Мара аккуратно сложила листок и засунула обратно под подсвечник, словно и не брала. Хотела снять с шеи подарок, но передумала. Негоже бросать такие вещи, как это кольцо! В Киотиссии она выйдет на след юноши и найдет способ вернуть талисман так, чтобы не встретиться с Карсом.
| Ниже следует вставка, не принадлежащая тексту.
use serde::{Deserialize, Serialize};
use std::fmt;

/// How a method is called and what it returns
#[derive(Debug, Clone, Copy, PartialEq, Eq, Hash, Serialize, Deserialize)]
#[serde(rename_all = "lowercase")]
pub enum CallKind {
    /// Answered immediately by the callee; travels as `async` on the wire.
    Sync,
    /// A single response value.
    Async,
    /// The callee streams values to the caller.
    Source,
    /// The caller streams values to the callee.
    Sink,
    /// Both sides stream.
    Duplex,
}

impl CallKind {
    /// The kind as it appears in a request's `type` field.
    pub fn wire(self) -> CallKind {
        match self {
            CallKind::Sync => CallKind::Async,
            other => other,
        }
    }

    /// Whether frames of this call carry the stream flag.
    pub fn is_stream(self) -> bool {
        matches!(self, CallKind::Source | CallKind::Sink | CallKind::Duplex)
    }

    /// Whether a request declaring `requested` may be served by a method of this kind.
    pub fn accepts(self, requested: CallKind) -> bool {
        self.wire() == requested.wire()
    }

    pub fn as_str(self) -> &'static str {
        match self {
            CallKind::Sync => "sync",
            CallKind::Async => "async",
            CallKind::Source => "source",
            CallKind::Sink => "sink",
            CallKind::Duplex => "duplex",
        }
    }
}

impl fmt::Display for CallKind {
    fn fmt(&self, f: &mut fmt::Formatter<'_>) -> fmt::Result {
        f.write_str(self.as_str())
    }
}

#[cfg(test)]
mod tests {
    use super::*;

    #[test]
    fn test_sync_travels_as_async() {
        assert_eq!(CallKind::Sync.wire(), CallKind::Async);
        assert!(CallKind::Sync.accepts(CallKind::Async));
        assert!(CallKind::Async.accepts(CallKind::Sync));
        assert!(!CallKind::Source.accepts(CallKind::Duplex));
    }

    #[test]
    fn test_serde_names() {
        let kind: CallKind = serde_json::from_str("\"duplex\"").unwrap();
        assert_eq!(kind, CallKind::Duplex);
        assert_eq!(serde_json::to_string(&CallKind::Source).unwrap(), "\"source\"");
    }
}
use muxroom_proto::{EndpointEvent, PeerId};
use muxroom_rpc::{RpcError, Source};
use std::collections::{BTreeSet, VecDeque};
use tracing::{debug, warn};

/// Live feed of peers joining and leaving a room
///
/// Rooms send the full list of announced peers, first on subscription and
/// again after every change; consecutive lists are turned into events.
pub struct EndpointStream {
    source: Source,
    known: BTreeSet<PeerId>,
    pending: VecDeque<EndpointEvent>,
}

impl EndpointStream {
    pub(crate) fn new(source: Source) -> Self {
        Self {
            source,
            known: BTreeSet::new(),
            pending: VecDeque::new(),
        }
    }

    /// Peers announced as of the last received update
    pub fn peers(&self) -> impl Iterator<Item = &PeerId> {
        self.known.iter()
    }

    /// Next change, `None` when the room ends the feed.
    pub async fn recv(&mut self) -> Option<Result<EndpointEvent, RpcError>> {
        loop {
            if let Some(event) = self.pending.pop_front() {
                return Some(Ok(event));
            }

            let body = match self.source.recv().await? {
                Ok(body) => body,
                Err(err) => return Some(Err(err)),
            };
            match body.into_json::<Vec<PeerId>>() {
                Ok(peers) => self.apply(peers.into_iter().collect()),
                Err(e) => warn!(error = %e, "Ignoring malformed endpoint list"),
            }
        }
    }

    fn apply(&mut self, current: BTreeSet<PeerId>) {
        for gone in self.known.difference(&current) {
            self.pending.push_back(EndpointEvent::Left(gone.clone()));
        }
        for joined in current.difference(&self.known) {
            self.pending.push_back(EndpointEvent::Joined(joined.clone()));
        }
        debug!(
            peers = current.len(),
            changes = self.pending.len(),
            "Endpoint list updated"
        );
        self.known = current;
    }
}

#[cfg(test)]
mod tests {
    use super::*;
    use muxroom_proto::{Body, RawBody};
    use serde_json::json;
    use tokio::sync::mpsc;

    #[tokio::test]
    async fn test_lists_become_events() {
        let (tx, rx) = mpsc::channel(8);
        let mut stream = EndpointStream::new(Source::new(rx));

        for list in [
            json!(["@a.ed25519"]),
            json!(["@a.ed25519", "@b.ed25519"]),
            json!(["@b.ed25519"]),
        ] {
            tx.send(Ok(RawBody::from(Body::Json(list)))).await.unwrap();
        }
        drop(tx);

        let a = PeerId::from("@a.ed25519");
        let b = PeerId::from("@b.ed25519");
        assert_eq!(stream.recv().await, Some(Ok(EndpointEvent::Joined(a.clone()))));
        assert_eq!(stream.recv().await, Some(Ok(EndpointEvent::Joined(b.clone()))));
        assert_eq!(stream.recv().await, Some(Ok(EndpointEvent::Left(a))));
        assert_eq!(stream.recv().await, None);
        assert_eq!(stream.peers().collect::<Vec<_>>(), vec![&b]);
    }
}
Она чуть не насильно впихнула в себя остаток еды, скинула перевязь, засунув под кровать, и легла прямо в одежде. Через несколько минут Мара спала, зажимая в кулачке старое серебряное колечко с восьминогим существом на печатке.
***
Кайн разбудил незадолго до полуночи. Монастырь пробуждался с первыми лучами солнца и укладывался сразу же по наступлению темноты, если обряды не требовали ночных молебнов, как в случае, когда просили Пресветлую об исцелении Мары. Поэтому внутри стен смело расхаживал глубокий сон, и никто не был потревожен, когда Мара и Кайн бесшумно вылезли на улицу через высокое окно внутренней часовенки. Толстяк повел спутницу к сараю, подпиравшему частокол, ворота которого на ночь мэтресса запирала сама и накрепко, а ключ носила на ремешке на шее. Чтобы выйти наружу беглецам пришлось забраться на крышу, а затем спуститься вниз снаружи забора. Кайн слез первым и поймал спрыгнувшую следом Мару, к которой, под действием яда лесничих, не спешили вернуться обычные гибкость и сила. В кустах неподалеку толстяк ещё днем спрятал упряжь Амока и свой объемный походный кофр. Мара начала звать коня, едва коснулась ногами земли вне стен монастыря. И жеребец услышал. Нагнал людей под сенью одной из рощ, обильно росших в маленькой долине. С помощью Кайна она оседлала коня, всё больше убеждаясь в собственной слабости и приходя от этого в бешенство. Толстяк с трудом взобрался на круп Амока позади Мары, и она пустила жеребца галопом, желая к рассвету уехать как можно дальше от обители.